Committees of the House and Senate voted almost along party lines, with most Republicans opposed and most Democrats in favor, to kill the expansion of health insurance that would be funded by the Affordable Care Act. That law’s nickname, “Obamacare,” continues to frighten Republicans, even at the state level — and even as the arithmetic argues for Louisiana joining other states in expanding insurance. Today, Medicaid is sharply restricted to the poorest in Louisiana or to the elderly in nursing homes.

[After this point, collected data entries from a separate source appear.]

// ==========================================
// 门店活动排班校验系统 - 引擎层
// ==========================================
// 职责: 校验规则、修复建议、修复执行、提案审批
// 约定: 规则函数只读 ScheduleSnapshot，不拼 SQL
// 约定: 写操作全部经由连接级仓储函数在事务内完成
// ==========================================

pub mod approval;
pub mod candidate_scoring;
pub mod daily_rules;
pub mod error;
pub mod fix_applier;
pub mod fix_generator;
pub mod pairing;
pub mod range_rules;
pub mod repositories;
pub mod schedule_core;
pub mod snapshot;
pub mod weekly;

// 重导出核心引擎
pub use approval::{ApprovalOutcome, ApprovalService, AssignmentSubmitter, NoOpSubmitter, RunApprovalSummary};
pub use candidate_scoring::{CandidateScorer, CandidateSuggester, CandidateSuggestion};
pub use daily_rules::DailyRuleEngine;
pub use error::{EngineError, EngineResult};
pub use fix_applier::{retract_primary_and_paired_supervisor, FixApplier};
pub use fix_generator::{FixOptionGenerator, FixStrategy};
pub use pairing::{SupervisorPairing, SupervisorPick, SupervisorSource};
pub use range_rules::{ConflictCheck, ConflictKind, RangeRuleEngine};
pub use repositories::ValidationRepositories;
pub use schedule_core::{ScheduleCore, SlotCount, SlotDelta};
pub use snapshot::ScheduleSnapshot;
pub use weekly::WeeklyAggregator;
// ==========================================
// 门店活动排班校验系统 - 修复建议生成器
// ==========================================
// 规则 → 策略: RuleKind 穷举匹配到 FixStrategy
// 每个问题: 策略生成的建议（最高置信度标记 recommended）+ 忽略
// 提示级问题只给忽略
// ==========================================

use chrono::{Local, NaiveDate, NaiveDateTime, NaiveTime};
use serde::{Deserialize, Serialize};
use std::collections::{HashMap, HashSet};
use std::sync::Arc;
use tracing::{debug, info, instrument};

use crate::config::{ConfigManager, ScheduleSettings};
use crate::domain::fix::{FixAction, FixOption, FixableIssue};
use crate::domain::issue::{Issue, RuleKind, Severity};
use crate::domain::schedule::{Assignment, ScheduleRecord};
use crate::domain::types::EventType;
use crate::engine::candidate_scoring::{CandidateRequest, CandidateScorer};
use crate::engine::error::EngineResult;
use crate::engine::pairing::SupervisorPairing;
use crate::engine::repositories::ValidationRepositories;
use crate::engine::schedule_core::{format_slot, ScheduleCore};
use crate::engine::snapshot::ScheduleSnapshot;
use crate::engine::weekly::WeeklyAggregator;

// ==========================================
// FixStrategy - 修复策略
// ==========================================
#[derive(Debug, Clone, Copy, PartialEq, Eq, Serialize, Deserialize)]
#[serde(rename_all = "snake_case")]
pub enum FixStrategy {
    ReassignCandidate,
    UnscheduleExtra,
    PairSupervisor,
    RescheduleToSlot { lead_first: bool },
    WeeklyCapTrim,
    DuplicateProductTrim,
    DistributionRebalance,
    IgnoreOnly,
}

impl FixStrategy {
    pub fn for_rule(rule: RuleKind) -> Self {
        match rule {
            RuleKind::CoreDailyLimit => FixStrategy::UnscheduleExtra,
            RuleKind::TimeOffConflict
            | RuleKind::AvailabilityConflict
            | RuleKind::SupervisorRoleMismatch
            | RuleKind::RoleRestrictedEvent
            | RuleKind::JuicerRoleMismatch
            | RuleKind::JuicerRotationMismatch
            | RuleKind::JuicerCoreConflict
            | RuleKind::RoleSubstitution => FixStrategy::ReassignCandidate,
            RuleKind::InvalidCoreTime => FixStrategy::RescheduleToSlot { lead_first: false },
            RuleKind::LeadNotFirstSlot => FixStrategy::RescheduleToSlot { lead_first: true },
            RuleKind::MissingSupervisorPair => FixStrategy::PairSupervisor,
            RuleKind::SlotLoadImbalance | RuleKind::TimeSlotDistribution => FixStrategy::DistributionRebalance,
            RuleKind::WeeklyCoreCap | RuleKind::WeeklyJuicerCap => FixStrategy::WeeklyCapTrim,
            RuleKind::DuplicateProduct => FixStrategy::DuplicateProductTrim,
            RuleKind::DueTomorrowUnscheduled
            | RuleKind::JuicerDeepCleanConflict
            | RuleKind::RepeatedShiftTime
            | RuleKind::DataStale
            | RuleKind::DoubleBooking
            | RuleKind::OutOfWindow
            | RuleKind::UnscheduledLightweight
            | RuleKind::RotationCoverageGap
            | RuleKind::SupervisorPairingDeferred => FixStrategy::IgnoreOnly,
        }
    }
}

/// 生成器上下文（一次周校验共享）
pub struct GeneratorContext<'a> {
    pub snapshot: &'a ScheduleSnapshot,
    pub settings: &'a ScheduleSettings,
    pub records: &'a [ScheduleRecord],
    /// event_type -> (employee_id -> 同类型历史排班数)
    pub experience: &'a HashMap<EventType, HashMap<String, i64>>,
    /// 已有排班的 Supervisor 活动（补配必然失败，不再建议）
    pub staffed_supervisor_events: &'a HashSet<i64>,
}

// ==========================================
// FixOptionGenerator - 修复建议生成器
// ==========================================
pub struct FixOptionGenerator {
    repos: ValidationRepositories,
    aggregator: WeeklyAggregator,
}

impl FixOptionGenerator {
    pub fn new(repos: ValidationRepositories, config: Arc<ConfigManager>) -> Self {
        Self {
            aggregator: WeeklyAggregator::new(repos.clone(), config),
            repos,
        }
    }

    /// 周内全部问题及其修复菜单
    pub fn get_fixable_issues(&self, week_start: NaiveDate) -> EngineResult<Vec<FixableIssue>> {
        self.get_fixable_issues_at(week_start, Local::now().naive_local())
    }

    #[instrument(skip(self))]
    pub fn get_fixable_issues_at(
        &self,
        week_start: NaiveDate,
        now: NaiveDateTime,
    ) -> EngineResult<Vec<FixableIssue>> {
        let (result, snapshot, settings) = self.aggregator.run_week(week_start, now)?;
        let records = snapshot.committed_records(&settings);

        let mut event_types: Vec<EventType> = snapshot.events.values().map(|e| e.event_type).collect();
        event_types.sort();
        event_types.dedup();
        let mut experience = HashMap::new();
        for t in event_types {
            experience.insert(t, self.repos.assignment_repo.count_by_event_type(t)?);
        }
        let staffed_supervisor_events = self
            .repos
            .assignment_repo
            .staffed_event_refs(EventType::Supervisor)?;

        let ctx = GeneratorContext {
            snapshot: &snapshot,
            settings: &settings,
            records: &records,
            experience: &experience,
            staffed_supervisor_events: &staffed_supervisor_events,
        };
        let fixable: Vec<FixableIssue> = result
            .issues
            .into_iter()
            .map(|issue| {
                let options = Self::options_for(&issue, &ctx);
                FixableIssue {
                    issue_hash: issue.content_hash(),
                    issue,
                    options,
                }
            })
            .collect();

        info!(
            week_start = %week_start,
            issues = fixable.len(),
            options = fixable.iter().map(|f| f.options.len()).sum::<usize>(),
            "修复菜单生成完成"
        );
        Ok(fixable)
    }

    /// 单个问题的修复菜单（忽略始终位于末尾）
    pub fn options_for(issue: &Issue, ctx: &GeneratorContext) -> Vec<FixOption> {
        let strategy = if issue.severity == Severity::Info {
            FixStrategy::IgnoreOnly
        } else {
            FixStrategy::for_rule(issue.rule)
        };

        let mut options = match strategy {
            FixStrategy::ReassignCandidate => reassign_candidate(issue, ctx),
            FixStrategy::UnscheduleExtra => {
                trim_assignments(issue, ctx, 1, ctx.settings.fix_policy.unschedule_extra, "keep the earliest Core")
            }
            FixStrategy::PairSupervisor => pair_supervisor(issue, ctx),
            FixStrategy::RescheduleToSlot { lead_first } => reschedule_to_slot(issue, ctx, lead_first),
            FixStrategy::WeeklyCapTrim => {
                trim_assignments(issue, ctx, 0, ctx.settings.fix_policy.weekly_cap_trim, "reduce the weekly total")
            }
            FixStrategy::DuplicateProductTrim => trim_assignments(
                issue,
                ctx,
                1,
                ctx.settings.fix_policy.duplicate_product_trim,
                "keep one demo of the product",
            ),
            FixStrategy::DistributionRebalance => distribution_rebalance(issue, ctx),
            FixStrategy::IgnoreOnly => Vec::new(),
        };
        debug!(rule = %issue.rule.rule_name(), ?strategy, generated = options.len(), "修复建议生成");

        mark_recommended(&mut options);
        options.push(FixOption::new(
            FixAction::ignore(issue),
            format!("Ignore this {} issue", issue.rule.rule_name()),
            ctx.settings.fix_policy.ignore,
        ));
        options
    }
}

/// 首个最高置信度建议标记为 recommended
fn mark_recommended(options: &mut [FixOption]) {
    let Some(best) = options.iter().map(|o| o.confidence).max() else {
        return;
    };
    if let Some(option) = options.iter_mut().find(|o| o.confidence == best) {
        option.recommended = true;
    }
}

fn target_assignment_ids(issue: &Issue) -> Vec<i64> {
    match issue.detail_i64("assignment_id") {
        Some(id) => vec![id],
        None => issue.detail_i64_list("assignment_ids"),
    }
}

fn describe(ctx: &GeneratorContext, a: &Assignment) -> String {
    let project = ctx
        .snapshot
        .event(a.event_ref)
        .map(|e| e.project_name.as_str())
        .unwrap_or("event");
    format!("{} on {} at {}", project, a.date(), format_slot(a.clock_time()))
}

// ==========================================
// 换人候选 + 取消兜底
// ==========================================
fn reassign_candidate(issue: &Issue, ctx: &GeneratorContext) -> Vec<FixOption> {
    let policy = &ctx.settings.fix_policy;
    let empty = HashMap::new();
    let mut options = Vec::new();

    for id in target_assignment_ids(issue) {
        let Some(a) = ctx.snapshot.find_assignment(id) else {
            continue;
        };
        let Some(event) = ctx.snapshot.event(a.event_ref) else {
            continue;
        };

        let exclude = vec![a.employee_id.clone()];
        let ranked = CandidateScorer::rank(
            ctx.snapshot,
            ctx.settings,
            &CandidateRequest {
                event,
                timestamp: a.schedule_datetime,
                exclude: &exclude,
                records: ctx.records,
                experience: ctx.experience.get(&event.event_type).unwrap_or(&empty),
            },
        );

        for candidate in ranked.into_iter().take(policy.max_reassign_candidates) {
            options.push(FixOption::new(
                FixAction::Reassign {
                    assignment_id: id,
                    new_employee_id: candidate.employee_id.clone(),
                },
                format!("Reassign {} to {} ({})", describe(ctx, a), candidate.name, candidate.role),
                candidate.score,
            ));
        }
        options.push(FixOption::new(
            FixAction::Unschedule { assignment_id: id },
            format!("Unschedule {}", describe(ctx, a)),
            policy.unschedule_fallback,
        ));
    }
    options
}

// ==========================================
// 逐条取消（保留前 keep 条）
// ==========================================
fn trim_assignments(issue: &Issue, ctx: &GeneratorContext, keep: usize, confidence: u8, goal: &str) -> Vec<FixOption> {
    issue
        .detail_i64_list("assignment_ids")
        .into_iter()
        .skip(keep)
        .map(|id| {
            let label = ctx
                .snapshot
                .find_assignment(id)
                .map(|a| describe(ctx, a))
                .unwrap_or_else(|| format!("assignment {}", id));
            FixOption::new(
                FixAction::Unschedule { assignment_id: id },
                format!("Unschedule {} to {}", label, goal),
                confidence,
            )
        })
        .collect()
}

// ==========================================
// 补配 Supervisor
// ==========================================
fn pair_supervisor(issue: &Issue, ctx: &GeneratorContext) -> Vec<FixOption> {
    let Some(core_id) = issue.detail_i64("core_assignment_id") else {
        return Vec::new();
    };
    let Some(core) = ctx.snapshot.find_assignment(core_id) else {
        return Vec::new();
    };
    let Some(number) = ctx.snapshot.event(core.event_ref).and_then(|e| e.event_number()) else {
        return Vec::new();
    };

    let at = SupervisorPairing::supervisor_time(ctx.settings, core);
    let mut supervisor_events: Vec<_> = ctx
        .snapshot
        .events
        .values()
        .filter(|e| e.event_type.is_supervisor() && e.event_number().as_deref() == Some(number.as_str()))
        .collect();
    supervisor_events.sort_by_key(|e| (!e.contains(at), e.event_ref));
    // 与执行器选同一个活动；已有人员则不给补配建议
    let Some(supervisor_event) = supervisor_events.first() else {
        return Vec::new();
    };
    if ctx.staffed_supervisor_events.contains(&supervisor_event.event_ref) {
        return Vec::new();
    }

    let day_records: Vec<ScheduleRecord> = ctx
        .records
        .iter()
        .filter(|r| r.date() == at.date())
        .cloned()
        .collect();
    let Some(pick) = SupervisorPairing::pick(ctx.snapshot, ctx.settings, &day_records, core, supervisor_event) else {
        return Vec::new();
    };
    let name = ctx
        .snapshot
        .employee(&pick.employee_id)
        .map(|e| e.name.as_str())
        .unwrap_or(pick.employee_id.as_str());

    vec![FixOption::new(
        FixAction::AssignSupervisor { core_assignment_id: core_id },
        format!(
            "Assign {} to Supervisor event {} at {}",
            name,
            number,
            format_slot(at.time())
        ),
        ctx.settings.fix_policy.pair_supervisor,
    )]
}

// ==========================================
// 改到有效时段
// ==========================================
fn reschedule_to_slot(issue: &Issue, ctx: &GeneratorContext, lead_first: bool) -> Vec<FixOption> {
    let policy = &ctx.settings.fix_policy;
    let Some(id) = issue.detail_i64("assignment_id") else {
        return Vec::new();
    };
    let Some(a) = ctx.snapshot.find_assignment(id) else {
        return Vec::new();
    };
    let Some(event) = ctx.snapshot.event(a.event_ref) else {
        return Vec::new();
    };
    let Some(current) = ctx.records.iter().find(|r| r.record_id == id) else {
        return Vec::new();
    };
    let role = ctx.snapshot.role_of(&a.employee_id);
    let first = ctx.settings.first_core_slot();

    ctx.settings
        .core_slots
        .iter()
        .filter(|slot| **slot != a.clock_time())
        .filter_map(|slot| {
            let ts = a.date().and_time(*slot);
            if !event.contains(ts) {
                return None;
            }
            let moved = ScheduleRecord {
                schedule_datetime: ts,
                ..current.clone()
            };
            let conflicts = ctx
                .records
                .iter()
                .filter(|r| r.employee_id == a.employee_id)
                .any(|r| ScheduleCore::is_double_booking(&moved, r, role));
            if conflicts {
                return None;
            }
            let confidence = if lead_first && Some(*slot) == first {
                policy.reschedule_lead_first_slot
            } else {
                policy.reschedule_slot
            };
            Some(FixOption::new(
                FixAction::Reschedule {
                    assignment_id: id,
                    new_datetime: ts,
                },
                format!("Move {} to {}", describe(ctx, a), format_slot(*slot)),
                confidence,
            ))
        })
        .collect()
}
// ==========================================
// 门店活动排班校验系统 - API层错误类型
// ==========================================
// 职责: 将仓储/配置/引擎错误转换为调用方可读的错误消息
// ==========================================

use thiserror::Error;

use crate::config::ConfigError;
use crate::engine::error::EngineError;
use crate::repository::error::RepositoryError;

/// API层错误类型
#[derive(Error, Debug)]
pub enum ApiError {
    // ==========================================
    // 业务错误
    // ==========================================
    #[error("无效输入: {0}")]
    InvalidInput(String),

    #[error("资源未找到: {0}")]
    NotFound(String),

    #[error("业务规则违反: {0}")]
    BusinessRuleViolation(String),

    #[error("无效的状态转换: from={from} to={to}")]
    InvalidStateTransition { from: String, to: String },

    #[error("配置错误: {0}")]
    ConfigError(String),

    // ==========================================
    // 数据访问错误
    // ==========================================
    #[error("数据库错误: {0}")]
    DatabaseError(String),

    #[error("数据库连接失败: {0}")]
    DatabaseConnectionError(String),

    // ==========================================
    // 通用错误
    // ==========================================
    #[error(transparent)]
    Other(#[from] anyhow::Error),
}

// ==========================================
// 从 RepositoryError 转换
// ==========================================
impl From<RepositoryError> for ApiError {
    fn from(err: RepositoryError) -> Self {
        match err {
            RepositoryError::NotFound { entity, id } => {
                ApiError::NotFound(format!("{} not found: id={}", entity, id))
            }
            RepositoryError::LockError(msg) => {
                ApiError::DatabaseConnectionError(format!("数据库锁获取失败: {}", msg))
            }
            RepositoryError::DatabaseQueryError(msg) => ApiError::DatabaseError(msg),
            RepositoryError::UniqueConstraintViolation(msg) => {
                ApiError::BusinessRuleViolation(format!("唯一约束违反: {}", msg))
            }
            RepositoryError::ForeignKeyViolation(msg) => {
                ApiError::BusinessRuleViolation(format!("外键约束违反: {}", msg))
            }
            RepositoryError::InvalidStateTransition { from, to } => {
                ApiError::InvalidStateTransition { from, to }
            }
            RepositoryError::FieldValueError { field, message } => {
                ApiError::InvalidInput(format!("字段{}错误: {}", field, message))
            }
            RepositoryError::Other(err) => ApiError::Other(err),
        }
    }
}

impl From<ConfigError> for ApiError {
    fn from(err: ConfigError) -> Self {
        match err {
            ConfigError::Database(e) => ApiError::from(RepositoryError::from(e)),
            other => ApiError::ConfigError(other.to_string()),
        }
    }
}

impl From<EngineError> for ApiError {
    fn from(err: EngineError) -> Self {
        match err {
            EngineError::Repository(e) => ApiError::from(e),
            EngineError::Config(e) => ApiError::from(e),
            EngineError::InvalidInput(msg) => ApiError::InvalidInput(msg),
            EngineError::Rejected(msg) => ApiError::BusinessRuleViolation(msg),
        }
    }
}

impl From<rusqlite::Error> for ApiError {
    fn from(err: rusqlite::Error) -> Self {
        ApiError::from(RepositoryError::from(err))
    }
}

/// Result 类型别名
pub type ApiResult<T> = Result<T, ApiError>;
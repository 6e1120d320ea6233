// ==========================================
// 门店活动排班校验系统 - 员工与可用性领域模型
// ==========================================
// 优先级: 请假 > 日期覆盖 > 每周模式
// ==========================================

use chrono::{Datelike, NaiveDate, Weekday};
use serde::{Deserialize, Serialize};

use crate::domain::types::EmployeeRole;

// ==========================================
// Employee - 员工
// ==========================================
#[derive(Debug, Clone, Serialize, Deserialize)]
pub struct Employee {
    pub employee_id: String,
    pub name: String,
    pub role: EmployeeRole,
    pub is_active: bool,
}

// ==========================================
// WeeklyAvailability - 每周可用模式
// ==========================================
// 下标: 0=周一 .. 6=周日
#[derive(Debug, Clone, Copy, PartialEq, Eq, Serialize, Deserialize)]
pub struct WeeklyAvailability {
    pub days: [bool; 7],
}

impl Default for WeeklyAvailability {
    fn default() -> Self {
        Self { days: [true; 7] }
    }
}

impl WeeklyAvailability {
    pub fn is_available(&self, weekday: Weekday) -> bool {
        self.days[weekday.num_days_from_monday() as usize]
    }
}

// ==========================================
// AvailabilityOverride - 日期区间覆盖
// ==========================================
// None 表示该星期几沿用每周模式
#[derive(Debug, Clone, Serialize, Deserialize)]
pub struct AvailabilityOverride {
    pub start_date: NaiveDate,
    pub end_date: NaiveDate,
    pub days: [Option<bool>; 7],
    pub reason: Option<String>,
}

impl AvailabilityOverride {
    /// 覆盖在该日期上的取值
    pub fn value_on(&self, date: NaiveDate) -> Option<bool> {
        if date < self.start_date || date > self.end_date {
            return None;
        }
        self.days[date.weekday().num_days_from_monday() as usize]
    }
}

// ==========================================
// TimeOff - 请假区间（闭区间）
// ==========================================
#[derive(Debug, Clone, Serialize, Deserialize)]
pub struct TimeOff {
    pub time_off_id: i64,
    pub employee_id: String,
    pub start_date: NaiveDate,
    pub end_date: NaiveDate,
    pub reason: Option<String>,
}

impl TimeOff {
    pub fn covers(&self, date: NaiveDate) -> bool {
        date >= self.start_date && date <= self.end_date
    }
}

// ==========================================
// AvailabilityProfile - 单个员工的完整可用性
// ==========================================
#[derive(Debug, Clone, Default, Serialize, Deserialize)]
pub struct AvailabilityProfile {
    /// 未配置每周模式时视为全周可用
    pub weekly: Option<WeeklyAvailability>,
    pub overrides: Vec<AvailabilityOverride>,
    pub time_off: Vec<TimeOff>,
}

/// 可用性判定结果
#[derive(Debug, Clone, PartialEq, Eq, Serialize, Deserialize)]
#[serde(tag = "kind", rename_all = "snake_case")]
pub enum AvailabilityVerdict {
    Available,
    TimeOff { time_off_id: i64, start_date: NaiveDate, end_date: NaiveDate },
    OverrideUnavailable,
    WeeklyUnavailable,
}

impl AvailabilityVerdict {
    pub fn is_available(&self) -> bool {
        matches!(self, AvailabilityVerdict::Available)
    }
}

impl AvailabilityProfile {
    /// 覆盖该日期的请假记录
    pub fn time_off_on(&self, date: NaiveDate) -> Option<&TimeOff> {
        self.time_off.iter().find(|t| t.covers(date))
    }

    /// 判定某日可用性（请假优先，其次覆盖，最后每周模式）
    pub fn verdict_on(&self, date: NaiveDate) -> AvailabilityVerdict {
        if let Some(t) = self.time_off_on(date) {
            return AvailabilityVerdict::TimeOff {
                time_off_id: t.time_off_id,
                start_date: t.start_date,
                end_date: t.end_date,
            };
        }

        // 多条覆盖时后录入者优先
        if let Some(value) = self.overrides.iter().rev().find_map(|o| o.value_on(date)) {
            return if value {
                AvailabilityVerdict::Available
            } else {
                AvailabilityVerdict::OverrideUnavailable
            };
        }

        match self.weekly {
            Some(w) if !w.is_available(date.weekday()) => AvailabilityVerdict::WeeklyUnavailable,
            _ => AvailabilityVerdict::Available,
        }
    }
}
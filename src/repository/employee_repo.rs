// ==========================================
// 门店活动排班校验系统 - 员工与可用性仓储
// ==========================================
// 表: employee / availability_weekly / availability_override / time_off
// 红线: Repository 不含业务逻辑
// ==========================================

use chrono::NaiveDate;
use rusqlite::{params, Connection, OptionalExtension, Row};
use std::collections::HashMap;
use std::sync::{Arc, Mutex, MutexGuard};

use crate::domain::employee::{
    AvailabilityOverride, AvailabilityProfile, Employee, TimeOff, WeeklyAvailability,
};
use crate::domain::types::EmployeeRole;
use crate::repository::db_utils::{fmt_date, parse_date_col, parse_enum_col};
use crate::repository::error::{RepositoryError, RepositoryResult};

// ==========================================
// EmployeeRepository - 员工仓储
// ==========================================
pub struct EmployeeRepository {
    conn: Arc<Mutex<Connection>>,
}

impl EmployeeRepository {
    pub fn new(conn: Arc<Mutex<Connection>>) -> Self {
        Self { conn }
    }

    fn get_conn(&self) -> RepositoryResult<MutexGuard<Connection>> {
        self.conn
            .lock()
            .map_err(|e| RepositoryError::LockError(e.to_string()))
    }

    // ===== 写入（管理与测试数据准备） =====

    pub fn upsert(&self, employee: &Employee) -> RepositoryResult<()> {
        let conn = self.get_conn()?;
        conn.execute(
            r#"
            INSERT INTO employee (employee_id, name, job_title, is_active)
            VALUES (?1, ?2, ?3, ?4)
            ON CONFLICT(employee_id) DO UPDATE SET
                name = excluded.name,
                job_title = excluded.job_title,
                is_active = excluded.is_active
            "#,
            params![
                employee.employee_id,
                employee.name,
                employee.role.to_db_str(),
                employee.is_active as i32,
            ],
        )?;
        Ok(())
    }

    pub fn set_weekly_availability(
        &self,
        employee_id: &str,
        weekly: &WeeklyAvailability,
    ) -> RepositoryResult<()> {
        let conn = self.get_conn()?;
        let d = weekly.days.map(|v| v as i32);
        conn.execute(
            r#"
            INSERT OR REPLACE INTO availability_weekly
                (employee_id, monday, tuesday, wednesday, thursday, friday, saturday, sunday)
            VALUES (?1, ?2, ?3, ?4, ?5, ?6, ?7, ?8)
            "#,
            params![employee_id, d[0], d[1], d[2], d[3], d[4], d[5], d[6]],
        )?;
        Ok(())
    }

    pub fn insert_time_off(
        &self,
        employee_id: &str,
        start_date: NaiveDate,
        end_date: NaiveDate,
        reason: Option<&str>,
    ) -> RepositoryResult<i64> {
        let conn = self.get_conn()?;
        conn.execute(
            "INSERT INTO time_off (employee_id, start_date, end_date, reason) VALUES (?1, ?2, ?3, ?4)",
            params![employee_id, fmt_date(start_date), fmt_date(end_date), reason],
        )?;
        Ok(conn.last_insert_rowid())
    }
}

// ==========================================
// 连接级查询（供事务内复用）
// ==========================================

fn map_employee(row: &Row) -> rusqlite::Result<Employee> {
    let title: String = row.get(2)?;
    Ok(Employee {
        employee_id: row.get(0)?,
        name: row.get(1)?,
        role: parse_enum_col(2, &title, EmployeeRole::from_db_str)?,
        is_active: row.get::<_, i32>(3)? != 0,
    })
}

pub fn select_employee(conn: &Connection, employee_id: &str) -> RepositoryResult<Option<Employee>> {
    let employee = conn
        .query_row(
            "SELECT employee_id, name, job_title, is_active FROM employee WHERE employee_id = ?1",
            params![employee_id],
            map_employee,
        )
        .optional()?;
    Ok(employee)
}

pub fn select_employees(conn: &Connection) -> RepositoryResult<Vec<Employee>> {
    let mut stmt = conn.prepare(
        "SELECT employee_id, name, job_title, is_active FROM employee ORDER BY employee_id",
    )?;
    let employees = stmt
        .query_map([], map_employee)?
        .collect::<rusqlite::Result<Vec<_>>>()?;
    Ok(employees)
}

/// 加载 [from, to] 相关的全部可用性数据
pub fn select_availability_profiles(
    conn: &Connection,
    from: NaiveDate,
    to: NaiveDate,
) -> RepositoryResult<HashMap<String, AvailabilityProfile>> {
    let mut profiles: HashMap<String, AvailabilityProfile> = HashMap::new();

    // 1. 每周模式
    {
        let mut stmt = conn.prepare(
            r#"
            SELECT employee_id, monday, tuesday, wednesday, thursday, friday, saturday, sunday
            FROM availability_weekly
            "#,
        )?;
        let rows = stmt.query_map([], |row| {
            let mut days = [true; 7];
            for (i, day) in days.iter_mut().enumerate() {
                *day = row.get::<_, i32>(i + 1)? != 0;
            }
            Ok((row.get::<_, String>(0)?, WeeklyAvailability { days }))
        })?;
        for row in rows {
            let (employee_id, weekly) = row?;
            profiles.entry(employee_id).or_default().weekly = Some(weekly);
        }
    }

    // 2. 日期覆盖（与区间相交）
    {
        let mut stmt = conn.prepare(
            r#"
            SELECT employee_id, start_date, end_date,
                   monday, tuesday, wednesday, thursday, friday, saturday, sunday, reason
            FROM availability_override
            WHERE start_date <= ?2 AND end_date >= ?1
            ORDER BY override_id
            "#,
        )?;
        let rows = stmt.query_map(params![fmt_date(from), fmt_date(to)], |row| {
            let mut days = [None; 7];
            for (i, day) in days.iter_mut().enumerate() {
                *day = row.get::<_, Option<i32>>(i + 3)?.map(|v| v != 0);
            }
            Ok((
                row.get::<_, String>(0)?,
                AvailabilityOverride {
                    start_date: parse_date_col(1, &row.get::<_, String>(1)?)?,
                    end_date: parse_date_col(2, &row.get::<_, String>(2)?)?,
                    days,
                    reason: row.get(10)?,
                },
            ))
        })?;
        for row in rows {
            let (employee_id, o) = row?;
            profiles.entry(employee_id).or_default().overrides.push(o);
        }
    }

    // 3. 请假（与区间相交）
    for t in select_time_off_overlapping(conn, None, from, to)? {
        profiles.entry(t.employee_id.clone()).or_default().time_off.push(t);
    }

    Ok(profiles)
}

/// 与 [from, to] 相交的请假记录（可按员工过滤）
pub fn select_time_off_overlapping(
    conn: &Connection,
    employee_id: Option<&str>,
    from: NaiveDate,
    to: NaiveDate,
) -> RepositoryResult<Vec<TimeOff>> {
    let mut stmt = conn.prepare(
        r#"
        SELECT time_off_id, employee_id, start_date, end_date, reason
        FROM time_off
        WHERE start_date <= ?2 AND end_date >= ?1
          AND (?3 IS NULL OR employee_id = ?3)
        ORDER BY start_date, time_off_id
        "#,
    )?;
    let rows = stmt
        .query_map(params![fmt_date(from), fmt_date(to), employee_id], |row| {
            Ok(TimeOff {
                time_off_id: row.get(0)?,
                employee_id: row.get(1)?,
                start_date: parse_date_col(2, &row.get::<_, String>(2)?)?,
                end_date: parse_date_col(3, &row.get::<_, String>(3)?)?,
                reason: row.get(4)?,
            })
        })?
        .collect::<rusqlite::Result<Vec<_>>>()?;
    Ok(rows)
}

At about 138 percent of the federal poverty level, about 240,000 Louisianians would get some level of insurance of some type if Medicaid were expanded.

Is 138 percent of the poverty line a lot of money? For a family of three, it’s $27,724 — meaning that working in low-wage jobs results in no health insurance coverage except for minor children. The irony is that Jindal once avidly promoted Medicaid coverage for Louisiana children. Mix in the name “Obamacare” and it’s a no-go zone.

This is wrong.

Across the nation, many states — led by Democrats and Republicans — have opted for health insurance coverage for the working poor. The U.S. government has given several states waivers to design programs with a decidedly conservative approach to the program, something Louisiana isn’t even going to try.

The result of more coverage is more financial stability for hospitals and other health care providers, an important issue in many cities in Louisiana today, as privatized versions of public hospitals still are struggling to make their finances work.

A healthier workforce is good for everybody, but particularly because under the dreaded “Obamacare,” the U.S. government would pick up 100 percent of the cost of the expanded Medicaid funding at first and 90 percent thereafter. That’s a significantly better return on the regular Medicaid match that the state is now struggling to meet.

We don’t know if the estimates of 15,000 new health care jobs would pan out, but if it’s anywhere close to that number, state Sen. Ben Nevers, D-Bogalusa, is right to call it “the best economic development tool we have seen in years.”

But even with a catastrophic budget deficit, many legislators aren’t going to risk being criticized for doing the right thing.